其实没那么复杂：疑难样本核酸提取指南

相信大家在研究过程中总会遇到一些「奇葩」样本，他们就像拦路虎一样，总是在找我们的麻烦。DNA 提取得率低，RNA 提出总是降解，这些样本躲又躲不开，绕又绕不过，提还提不出来简直就是烦死个人！

 

其实没那么复杂，静下心来仔细思考一下提取过程就能理出一条线索，解决这个问题。先是样本的裂解或者破碎，很多疑难样本在这一步就已经挡在了我们的面前，比如某些植物的根部以及较为坚韧的茎部等。这些样本破碎起来特别困难，尤其是当大量样品需要处理的时候，我们经常会选择通量较高的钢珠打样器，当然还有传统的液氮研磨，但这两种方法要么费时间，要么打不透，这个时候我们就需要一些新的思路，比如使用纤维素酶或者果胶酶处理，电动组织研磨器等等。

 

破碎之后我们需要裂解细胞，目前常用的方法有 SDS（十二烷基硫酸钠）法和 CTAB（十六烷基三甲基溴化铵）法，SDS 法比较温和，容易保证 DNA 的完整性，而 CTAB 法则较为强烈，当植物样本成分复杂，多糖多酚含量较高时，一般会选用 CTAB 来进行裂解。

 

有一些样本比较恶心，比如痰液、精液等，这类样本的特点是比较粘稠，提取前需要我们将它们稀释，以痰液的为例，需要加入 DTT（二硫苏糖醇）、Sacomanno 液（乙醇、聚乙二醇、利福平混合液）来液化；而精液 DNA 提取对象大多是精子，需要将精液离心后用 SWB（10 nmol Tris-HCl，10 mmol EDTA，1mol NaCl，pH 7.0）洗涤，接下来利用 SDS、DTT 解离，再用蛋白酶 K 消化。

 
DNA 提取的下一步是沉淀，而如果使用试剂盒就是上柱。
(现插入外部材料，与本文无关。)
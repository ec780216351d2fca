use crate::render;
use instant::Instant;
use parallax_core::{Layer, ParallaxView};
use std::cell::RefCell;
use std::rc::Rc;
use wasm_bindgen::closure::Closure;
use wasm_bindgen::JsCast;
use web_sys as web;

pub struct FrameContext<'a> {
    pub view: Rc<RefCell<ParallaxView>>,
    pub canvas: web::HtmlCanvasElement,
    pub gpu: Option<render::GpuState<'a>>,
    // set when something other than the eased frame changed (resize, new image)
    pub dirty: bool,
}

impl<'a> FrameContext<'a> {
    pub fn new(
        view: Rc<RefCell<ParallaxView>>,
        canvas: web::HtmlCanvasElement,
        gpu: Option<render::GpuState<'a>>,
    ) -> Self {
        Self {
            view,
            canvas,
            gpu,
            dirty: true,
        }
    }

    pub fn set_layer_image(&mut self, layer: Layer, bitmap: &web::ImageBitmap) {
        if let Some(g) = &mut self.gpu {
            g.set_layer_image(layer, bitmap);
            self.dirty = true;
        }
    }

    pub fn frame(&mut self) {
        let Some(g) = &mut self.gpu else {
            return;
        };
        let now = Instant::now();
        let w = self.canvas.width();
        let h = self.canvas.height();
        let (frame, animating) = {
            let view = self.view.borrow();
            (view.frame(now), view.is_animating(now))
        };
        // a settled banner needs no redraw until the next tilt or resize
        let resized = g.resize_if_needed(w, h);
        if !animating && !self.dirty && !resized {
            return;
        }
        // offsets are configured in CSS pixels; the surface is in device pixels
        let dpr = web::window()
            .map(|w| w.device_pixel_ratio() as f32)
            .unwrap_or(1.0);
        let view = self.view.borrow();
        match g.render(&frame, view.config(), dpr) {
            Ok(()) => self.dirty = false,
            Err(wgpu::SurfaceError::Lost | wgpu::SurfaceError::Outdated) => {
                log::warn!("[gpu] surface lost; reconfiguring");
                g.reconfigure();
            }
            Err(e) => log::error!("render error: {:?}", e),
        }
    }
}

pub async fn init_gpu(canvas: &web::HtmlCanvasElement) -> Option<render::GpuState<'static>> {
    // leak a canvas clone to satisfy 'static lifetime for surface
    let leaked_canvas = Box::leak(Box::new(canvas.clone()));
    match render::GpuState::new(leaked_canvas).await {
        Ok(g) => Some(g),
        Err(e) => {
            log::error!("WebGPU init error: {:?}", e);
            None
        }
    }
}

pub fn start_loop(frame_ctx: Rc<RefCell<FrameContext<'static>>>) {
    let tick: Rc<RefCell<Option<Closure<dyn FnMut()>>>> = Rc::new(RefCell::new(None));
    let tick_clone = tick.clone();
    *tick.borrow_mut() = Some(Closure::wrap(Box::new(move || {
        frame_ctx.borrow_mut().frame();
        request_frame(&tick_clone);
    }) as Box<dyn FnMut()>));
    request_frame(&tick);
}

fn request_frame(tick: &Rc<RefCell<Option<Closure<dyn FnMut()>>>>) {
    if let (Some(w), Some(cb)) = (web::window(), tick.borrow().as_ref()) {
        _ = w.request_animation_frame(cb.as_ref().unchecked_ref());
    }
}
相信许多同学在提取 DNA 的时候都在使用试剂盒，的确，自从核酸提取进入了试剂盒时代之后，我们提取的效率大幅度提升。但是也出现了另一个问题，那就是在有限的样本量的前提下，我们如何能够抓取到痕量的核酸呢？以提取血清血浆样本中的游离核酸为例，常规的试剂盒很难处理这样的情况，需要试剂盒中配备一些特殊组份来捕捉这些游离核酸，并帮助其结合在柱膜上，所以大家在购买试剂盒的时候需要做好选择。

 

接下来就是洗脱或者溶解了，目前市面上所售的各种试剂盒大多采用硅基质膜，这种膜的特点是在高 pH 值条件下与核酸分离，所以我们如果不选择试剂盒中的洗脱液的话，我们可以用 pH 7.5-8.0 的水来代替，可以根据自己的需求来调整洗脱量，但洗脱时需要将膜完全覆盖，这样才能保证洗脱的率。这么看来，DNA 提取的过程是不是很清晰呢？